O calvário de Hayden Panettiere com o vício e traumas familiares
A jovem Juliette Barnes não tinha vida fácil em Nashville .
Estrela da música country, a personagem vivida por Hayden Panettiere , morta neste domingo, aos 36 anos, enfrentou depressão pós-parto, vícios e problemas com a fama.
O sofrimento refletia o calvário da própria atriz, que percebeu, ao longo da série, estar interpretando dores pessoais.
“ Mergulhei de cabeça no meu próprio inferno.
Eu sofria de ansiedade debilitante e um vício do qual não conseguia me livrar, e tive que passar por isso duas vezes.
Primeiro como Hayden, e depois diante de milhões de pessoas, como Juliette”, escreveu ela em seu livro de memórias, publicado este ano.
Iniciada no mundo da atuação com apenas 11 meses, através de comerciais, Hayden cresceu em frente às câmeras, e se abriu nos últimos anos sobre o preço pago por isso.
Em entrevistas de divulgação de seu livro, ela contou que foi prepara para ser atriz desde pequena, como um “pequeno soldado”.
Quando era adolescente, passou a lidar com problemas de autoimagem por conta da perseguição de paparazzis e recebeu, de um membro de sua equipe em quem confiava, um “pilula da felicidade” para que parecesse animada nos tapetes vermelhos.
“Isso acabou sendo a porta de entrada que me conduziu aos benefícios dos medicamentos e à ruína do vício”, atestou ela, dizendo que acreditava ter recebido anfetaminas.

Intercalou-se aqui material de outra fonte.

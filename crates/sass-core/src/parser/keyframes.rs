//! `@keyframes` bodies: a list of keyframe blocks, each headed by one or
//! more selectors (`from`, `to`, or a percentage) instead of an ordinary
//! selector list.

use crate::ast::KeyframeBlock;
use crate::error::SassError;
use crate::lexer::is_ident_char;

use super::Parser;

impl<'a> Parser<'a> {
    pub(crate) fn parse_keyframe_selectors(&mut self) -> Result<Vec<String>, SassError> {
        let mut selectors = Vec::new();
        loop {
            self.skip_trivia();
            let selector = if self.at_keyword("from") {
                self.cursor.eat_str("from");
                "from".to_string()
            } else if self.at_keyword("to") {
                self.cursor.eat_str("to");
                "to".to_string()
            } else {
                let digits = self.cursor.eat_while(|c| c.is_ascii_digit() || c == '.');
                if digits.is_empty() {
                    return Err(self.error_here("expected \"from\", \"to\", or a percentage."));
                }
                let digits = digits.to_string();
                if !self.cursor.eat_char('%') {
                    return Err(self.error_here("expected \"%\"."));
                }
                format!("{digits}%")
            };
            selectors.push(selector);
            self.skip_trivia();
            if self.cursor.eat_char(',') {
                continue;
            }
            break;
        }
        Ok(selectors)
    }

    fn at_keyword(&self, kw: &str) -> bool {
        self.cursor.starts_with_ignore_ascii_case(kw)
            && !self.cursor.peek_at(kw.chars().count()).is_some_and(is_ident_char)
    }

    pub(crate) fn parse_keyframes_body(
        &mut self,
        header_indent: usize,
    ) -> Result<Vec<KeyframeBlock>, SassError> {
        match self.syntax {
            super::Syntax::Scss => {
                self.expect_char('{')?;
                let mut blocks = Vec::new();
                loop {
                    self.cursor.skip_whitespace();
                    while self.cursor.eat_char(';') {
                        self.cursor.skip_whitespace();
                    }
                    if self.cursor.peek() == Some('}') || self.cursor.is_eof() {
                        break;
                    }
                    blocks.push(self.parse_one_keyframe_block(header_indent)?);
                }
                self.cursor.skip_whitespace();
                self.expect_char('}')?;
                Ok(blocks)
            }
            super::Syntax::Indented => {
                self.finish_indented_line()?;
                let mut blocks = Vec::new();
                loop {
                    self.skip_blank_lines();
                    if self.cursor.is_eof() {
                        break;
                    }
                    let line_start = self.cursor.offset();
                    let indent = self.peek_indent();
                    if indent <= header_indent {
                        self.rewind_to(line_start);
                        break;
                    }
                    self.cursor.skip_inline_whitespace();
                    blocks.push(self.parse_one_keyframe_block(indent)?);
                }
                Ok(blocks)
            }
        }
    }

    fn parse_one_keyframe_block(&mut self, header_indent: usize) -> Result<KeyframeBlock, SassError> {
        let start = self.cursor.offset();
        let selectors = self.parse_keyframe_selectors()?;
        let body = self.parse_block(header_indent)?;
        Ok(KeyframeBlock { selectors, body, span: self.span_from(start) })
    }
}

#[cfg(test)]
mod tests {
    use super::*;
    use crate::error::SourceFile;
    use std::sync::Arc;

    fn parse_body(src: &str) -> Vec<KeyframeBlock> {
        let source = Arc::new(SourceFile::new(url::Url::parse("file:///t").unwrap(), src.to_string()));
        let mut parser = Parser::new(&source, super::super::Syntax::Scss);
        parser.parse_keyframes_body(0).unwrap()
    }

    #[test]
    fn parses_from_to_and_percentages() {
        let blocks = parse_body("{ from { opacity: 0; } 50%, 75% { opacity: .5; } to { opacity: 1; } }");
        assert_eq!(blocks.len(), 3);
        assert_eq!(blocks[0].selectors, vec!["from".to_string()]);
        assert_eq!(blocks[1].selectors, vec!["50%".to_string(), "75%".to_string()]);
        assert_eq!(blocks[2].selectors, vec!["to".to_string()]);
    }
}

Ainda adolescente, em Hollywood, também foi submetida a todo tipo de assédio.
Aos 18 anos, alguém em que ela ela havia “aprendido a confiar” a colocou “na cama ao lado de um homem nu e muito famoso”, em um iate.
Assustada, ela fugiu e tentou se esconder em outro lugar do barco.
“N ão havia ninguém que se solidarizasse com a minha situação.